*** Opening of Given entries ***
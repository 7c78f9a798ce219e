#![cfg(feature = "web")]
use axum::{
    Json, Router,
    extract::{Path, Query, State},
    http::{StatusCode, header},
    response::{Html, IntoResponse, Response},
    routing::get,
};
use serde::Deserialize;
use std::sync::Arc;
use tokio::net::TcpListener;
use tower_http::services::ServeDir;

use crate::aggregate::{self, Summary};
use crate::chart::{self, CaseSelection, ChartSpec, InvalidSelection, SupplySelection, ZoneSelection};
use crate::layout;
use crate::render;
use crate::table::CaseTable;

/// Development bind address; fixed in source, like the data file path.
pub const BIND_ADDR: &str = "127.0.0.1:3000";

/// Shared read-only application state.
///
/// Everything here is built once before the listener binds and never written
/// afterwards, so it is shared through a plain `Arc` with no locking.
pub struct AppState {
    table: CaseTable,
    summary: Summary,
    page: String,
}

#[derive(Deserialize)]
struct ChartQuery {
    selection: Option<String>,
}

/// Aggregates the table, builds the page, and serves the dashboard.
pub async fn run(table: CaseTable) -> Result<(), Box<dyn std::error::Error>> {
    let summary = aggregate::summarize(&table);
    let page = layout::build_page(&summary)?;

    let app_state = Arc::new(AppState {
        table,
        summary,
        page,
    });

    // Build router
    let app = Router::new()
        .route("/", get(serve_dashboard))
        .route("/api/summary", get(get_summary))
        .route("/api/chart/:kind", get(get_chart_spec))
        .route("/chart/:kind", get(get_chart_png))
        .nest_service("/static", ServeDir::new("static"))
        .with_state(app_state);

    // Start server
    let listener = TcpListener::bind(BIND_ADDR).await?;
    log::info!("Listening on http://{}", BIND_ADDR);
    axum::serve(listener, app).await?;

    Ok(())
}

async fn serve_dashboard(State(state): State<Arc<AppState>>) -> Html<String> {
    Html(state.page.clone())
}

async fn get_summary(State(state): State<Arc<AppState>>) -> Json<Summary> {
    Json(state.summary)
}

async fn get_chart_spec(
    Path(kind): Path<String>,
    Query(params): Query<ChartQuery>,
    State(state): State<Arc<AppState>>,
) -> impl IntoResponse {
    match spec_for(&state, &kind, params.selection.as_deref()) {
        Some(spec) => Json(spec).into_response(),
        None => StatusCode::NOT_FOUND.into_response(),
    }
}

async fn get_chart_png(
    Path(kind): Path<String>,
    Query(params): Query<ChartQuery>,
    State(state): State<Arc<AppState>>,
) -> impl IntoResponse {
    let kind = kind.strip_suffix(".png").unwrap_or(&kind);

    let spec = match spec_for(&state, kind, params.selection.as_deref()) {
        Some(spec) => spec,
        None => return StatusCode::NOT_FOUND.into_response(),
    };

    match render::render_chart(&spec) {
        Ok(png_data) => Response::builder()
            .status(StatusCode::OK)
            .header(header::CONTENT_TYPE, "image/png")
            .header(header::CACHE_CONTROL, "no-store")
            .body(axum::body::Body::from(png_data))
            .unwrap(),
        Err(e) => {
            log::error!("failed to render {} chart: {}", kind, e);
            StatusCode::INTERNAL_SERVER_ERROR.into_response()
        }
    }
}

/// Dispatches one dropdown update to its handler.
///
/// Unknown chart kinds yield `None` (a 404); an unrecognized selection value
/// logs a warning and falls back to the `All` behavior, so bad query input
/// can never take the server down.
fn spec_for(state: &AppState, kind: &str, selection: Option<&str>) -> Option<ChartSpec> {
    match kind {
        "bar" => Some(chart::bar_chart(
            &state.table,
            resolve(selection, CaseSelection::parse),
        )),
        "line" => Some(chart::line_chart(
            &state.table,
            resolve(selection, SupplySelection::parse),
        )),
        "pie" => Some(chart::pie_chart(
            &state.table,
            resolve(selection, ZoneSelection::parse),
        )),
        _ => None,
    }
}

fn resolve<S: Default>(
    raw: Option<&str>,
    parse: impl Fn(&str) -> Result<S, InvalidSelection>,
) -> S {
    match raw {
        None => S::default(),
        Some(value) => parse(value).unwrap_or_else(|err| {
            log::warn!("{}; falling back to All", err);
            S::default()
        }),
    }
}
*** Close of Given entries ***
* [What you are asked to do]:
Lines that contain "SupplySelection" should be pulled from the entries above and reported.

* [Answer area]:
use crate::chart::{self, CaseSelection, ChartSpec, InvalidSelection, SupplySelection, ZoneSelection};
            resolve(selection, SupplySelection::parse),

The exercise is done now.